[Exercise details]:
Reproduce the records that follow exactly as they are written.

[Task data]:
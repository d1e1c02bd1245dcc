mod api;
mod config;
mod finding;
mod persistence;
mod project;
mod run;
mod runner;

use crate::api::build_api;
use crate::config::Config;

#[tokio::main]
async fn main() {
    let config = Config::from_env();
    let listener = tokio::net::TcpListener::bind(format!("0.0.0.0:{}", config.port))
        .await
        .unwrap();
    let router = build_api(config).await;
    axum::serve(listener, router).await.unwrap();
}
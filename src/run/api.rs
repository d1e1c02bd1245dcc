use crate::api::{ApiJson, ApiResponse, AppError, AppState};
use crate::persistence::model::QueryResult;
use crate::run::dispatch::{start_run as dispatch_run, StartRunCommand};
use crate::run::model::{Run, StatusReport};
use axum::extract::{Path, Query, State};
use serde::Deserialize;

pub const DEFAULT_RUN_LIST_LIMIT: i32 = 10;

pub async fn start_run(
    Path(project_id): Path<String>,
    params: Query<StartRunParams>,
    State(app_state): State<AppState>,
) -> Result<ApiResponse<Run>, AppError> {
    let result = dispatch_run(
        app_state.repository,
        app_state.runner,
        StartRunCommand {
            project_id,
            duration_seconds: params.duration,
        },
    )
    .await;
    ApiResponse::from(result)
}

pub async fn get_run(
    Path(id): Path<String>,
    State(app_state): State<AppState>,
) -> Result<ApiResponse<Run>, AppError> {
    let result = app_state.repository.runs().get(&id).await;
    ApiResponse::from_option(result)
}

pub async fn list_runs(
    Path(project_id): Path<String>,
    params: Query<RunListParams>,
    State(app_state): State<AppState>,
) -> Result<ApiResponse<QueryResult<Run>>, AppError> {
    let limit = params.limit.unwrap_or(DEFAULT_RUN_LIST_LIMIT).clamp(1, 100);
    let result = app_state
        .repository
        .runs()
        .list_for_project(&project_id, limit, params.next_page_key.clone())
        .await;
    ApiResponse::from(result)
}

/// Asynchronous report channel: the runner pushes status updates and
/// mid-run progress heartbeats here. The ledger enforces the state machine;
/// the dispatch path is not involved.
pub async fn report_status(
    Path(id): Path<String>,
    State(app_state): State<AppState>,
    ApiJson(report): ApiJson<StatusReport>,
) -> Result<ApiResponse<Run>, AppError> {
    let result = app_state
        .repository
        .runs()
        .record_report(&id, report.status, report.metrics())
        .await;
    ApiResponse::from(result)
}

#[derive(Deserialize)]
pub struct StartRunParams {
    pub duration: Option<u64>,
}

#[derive(Deserialize, Clone)]
pub struct RunListParams {
    pub limit: Option<i32>,
    pub next_page_key: Option<String>,
}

[Problem solution]:
repository d1e1c02bd1245dcc
mod api;
mod config;
mod finding;
mod persistence;
mod project;
mod run;
mod runner;

use crate::api::build_api;
use crate::config::Config;

#[tokio::main]
async fn main() {
    let config = Config::from_env();
    let listener = tokio::net::TcpListener::bind(format!("0.0.0.0:{}", config.port))
        .await
        .unwrap();
    let router = build_api(config).await;
    axum::serve(listener, router).await.unwrap();
}
filename src/run/api.rs
repository d1e1c02bd1245dcc
use crate::api::{ApiJson, ApiResponse, AppError, AppState};
use crate::persistence::model::QueryResult;
use crate::run::dispatch::{start_run as dispatch_run, StartRunCommand};
use crate::run::model::{Run, StatusReport};
use axum::extract::{Path, Query, State};
use serde::Deserialize;

pub const DEFAULT_RUN_LIST_LIMIT: i32 = 10;

pub async fn start_run(
    Path(project_id): Path<String>,
    params: Query<StartRunParams>,
    State(app_state): State<AppState>,
) -> Result<ApiResponse<Run>, AppError> {
    let result = dispatch_run(
        app_state.repository,
        app_state.runner,
        StartRunCommand {
            project_id,
            duration_seconds: params.duration,
        },
    )
    .await;
    ApiResponse::from(result)
}

pub async fn get_run(
    Path(id): Path<String>,
    State(app_state): State<AppState>,
) -> Result<ApiResponse<Run>, AppError> {
    let result = app_state.repository.runs().get(&id).await;
    ApiResponse::from_option(result)
}

pub async fn list_runs(
    Path(project_id): Path<String>,
    params: Query<RunListParams>,
    State(app_state): State<AppState>,
) -> Result<ApiResponse<QueryResult<Run>>, AppError> {
    let limit = params.limit.unwrap_or(DEFAULT_RUN_LIST_LIMIT).clamp(1, 100);
    let result = app_state
        .repository
        .runs()
        .list_for_project(&project_id, limit, params.next_page_key.clone())
        .await;
    ApiResponse::from(result)
}

/// Asynchronous report channel: the runner pushes status updates and
/// mid-run progress heartbeats here. The ledger enforces the state machine;
/// the dispatch path is not involved.
pub async fn report_status(
    Path(id): Path<String>,
    State(app_state): State<AppState>,
    ApiJson(report): ApiJson<StatusReport>,
) -> Result<ApiResponse<Run>, AppError> {
    let result = app_state
        .repository
        .runs()
        .record_report(&id, report.status, report.metrics())
        .await;
    ApiResponse::from(result)
}

#[derive(Deserialize)]
pub struct StartRunParams {
    pub duration: Option<u64>,
}

#[derive(Deserialize, Clone)]
pub struct RunListParams {
    pub limit: Option<i32>,
    pub next_page_key: Option<String>,
}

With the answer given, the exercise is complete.